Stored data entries
——

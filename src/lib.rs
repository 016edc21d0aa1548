//! Car Selector library exports for testing

use clap::ValueEnum;

pub mod core;
pub mod tui;

#[cfg(test)]
pub mod test_support;

/// Output format for `--list`.
#[derive(Clone, Copy, Debug, Default, PartialEq, Eq, ValueEnum)]
pub enum ListFormat {
    #[default]
    Text,
    Json,
}

#[derive(Debug, thiserror::Error)]
pub enum Error {
    #[error("I/O error: {0}")]
    Io(#[from] std::io::Error),
    #[error(transparent)]
    Config(#[from] core::config::ConfigError),
    #[error("JSON error: {0}")]
    Json(#[from] serde_json::Error),
}

/// Write the catalog to `out` in the requested format.
pub fn print_catalog(out: &mut impl std::io::Write, format: ListFormat) -> Result<(), Error> {
    let cars = core::catalog::list_car_types();
    match format {
        ListFormat::Json => {
            serde_json::to_writer_pretty(&mut *out, cars)?;
            writeln!(out)?;
        }
        ListFormat::Text => {
            for car in cars {
                writeln!(out, "{}", car.name)?;
                for pro in car.pros {
                    writeln!(out, "  + {pro}")?;
                }
                for con in car.cons {
                    writeln!(out, "  - {con}")?;
                }
            }
        }
    }
    Ok(())
}

#[cfg(test)]
mod tests {
    use super::*;

    #[test]
    fn test_print_catalog_text() {
        let mut out = Vec::new();
        print_catalog(&mut out, ListFormat::Text).unwrap();
        let text = String::from_utf8(out).unwrap();
        assert!(text.starts_with("SUV\n  + Spacious interior\n"));
        assert!(text.contains("Sedan\n  + More fuel efficient\n  + Cheaper\n  - Relatively small\n"));
        // Van's empty placeholder pro is printed, not skipped
        assert!(text.contains("  + Very spacious interior\n  + \n"));
    }

    #[test]
    fn test_print_catalog_json() {
        let mut out = Vec::new();
        print_catalog(&mut out, ListFormat::Json).unwrap();
        let value: serde_json::Value = serde_json::from_slice(&out).unwrap();
        let cars = value.as_array().unwrap();
        assert_eq!(cars.len(), 9);
        assert_eq!(cars[1]["name"], "Sedan");
        assert_eq!(cars[1]["image"], "sedan");
        assert_eq!(cars[2]["pros"][1], "");
        assert_eq!(cars[5]["cons"].as_array().unwrap().len(), 1);
    }
}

——

> **Action item**:
The data should be written out again in full, exactly as it stands.

> **Response to this exercise**:
filename src/lib.rs
repository 016edc21d0aa1548
//! Car Selector library exports for testing

use clap::ValueEnum;

pub mod core;
pub mod tui;

#[cfg(test)]
pub mod test_support;

/// Output format for `--list`.
#[derive(Clone, Copy, Debug, Default, PartialEq, Eq, ValueEnum)]
pub enum ListFormat {
    #[default]
    Text,
    Json,
}

#[derive(Debug, thiserror::Error)]
pub enum Error {
    #[error("I/O error: {0}")]
    Io(#[from] std::io::Error),
    #[error(transparent)]
    Config(#[from] core::config::ConfigError),
    #[error("JSON error: {0}")]
    Json(#[from] serde_json::Error),
}

/// Write the catalog to `out` in the requested format.
pub fn print_catalog(out: &mut impl std::io::Write, format: ListFormat) -> Result<(), Error> {
    let cars = core::catalog::list_car_types();
    match format {
        ListFormat::Json => {
            serde_json::to_writer_pretty(&mut *out, cars)?;
            writeln!(out)?;
        }
        ListFormat::Text => {
            for car in cars {
                writeln!(out, "{}", car.name)?;
                for pro in car.pros {
                    writeln!(out, "  + {pro}")?;
                }
                for con in car.cons {
                    writeln!(out, "  - {con}")?;
                }
            }
        }
    }
    Ok(())
}

#[cfg(test)]
mod tests {
    use super::*;

    #[test]
    fn test_print_catalog_text() {
        let mut out = Vec::new();
        print_catalog(&mut out, ListFormat::Text).unwrap();
        let text = String::from_utf8(out).unwrap();
        assert!(text.starts_with("SUV\n  + Spacious interior\n"));
        assert!(text.contains("Sedan\n  + More fuel efficient\n  + Cheaper\n  - Relatively small\n"));
        // Van's empty placeholder pro is printed, not skipped
        assert!(text.contains("  + Very spacious interior\n  + \n"));
    }

    #[test]
    fn test_print_catalog_json() {
        let mut out = Vec::new();
        print_catalog(&mut out, ListFormat::Json).unwrap();
        let value: serde_json::Value = serde_json::from_slice(&out).unwrap();
        let cars = value.as_array().unwrap();
        assert_eq!(cars.len(), 9);
        assert_eq!(cars[1]["name"], "Sedan");
        assert_eq!(cars[1]["image"], "sedan");
        assert_eq!(cars[2]["pros"][1], "");
        assert_eq!(cars[5]["cons"].as_array().unwrap().len(), 1);
    }
}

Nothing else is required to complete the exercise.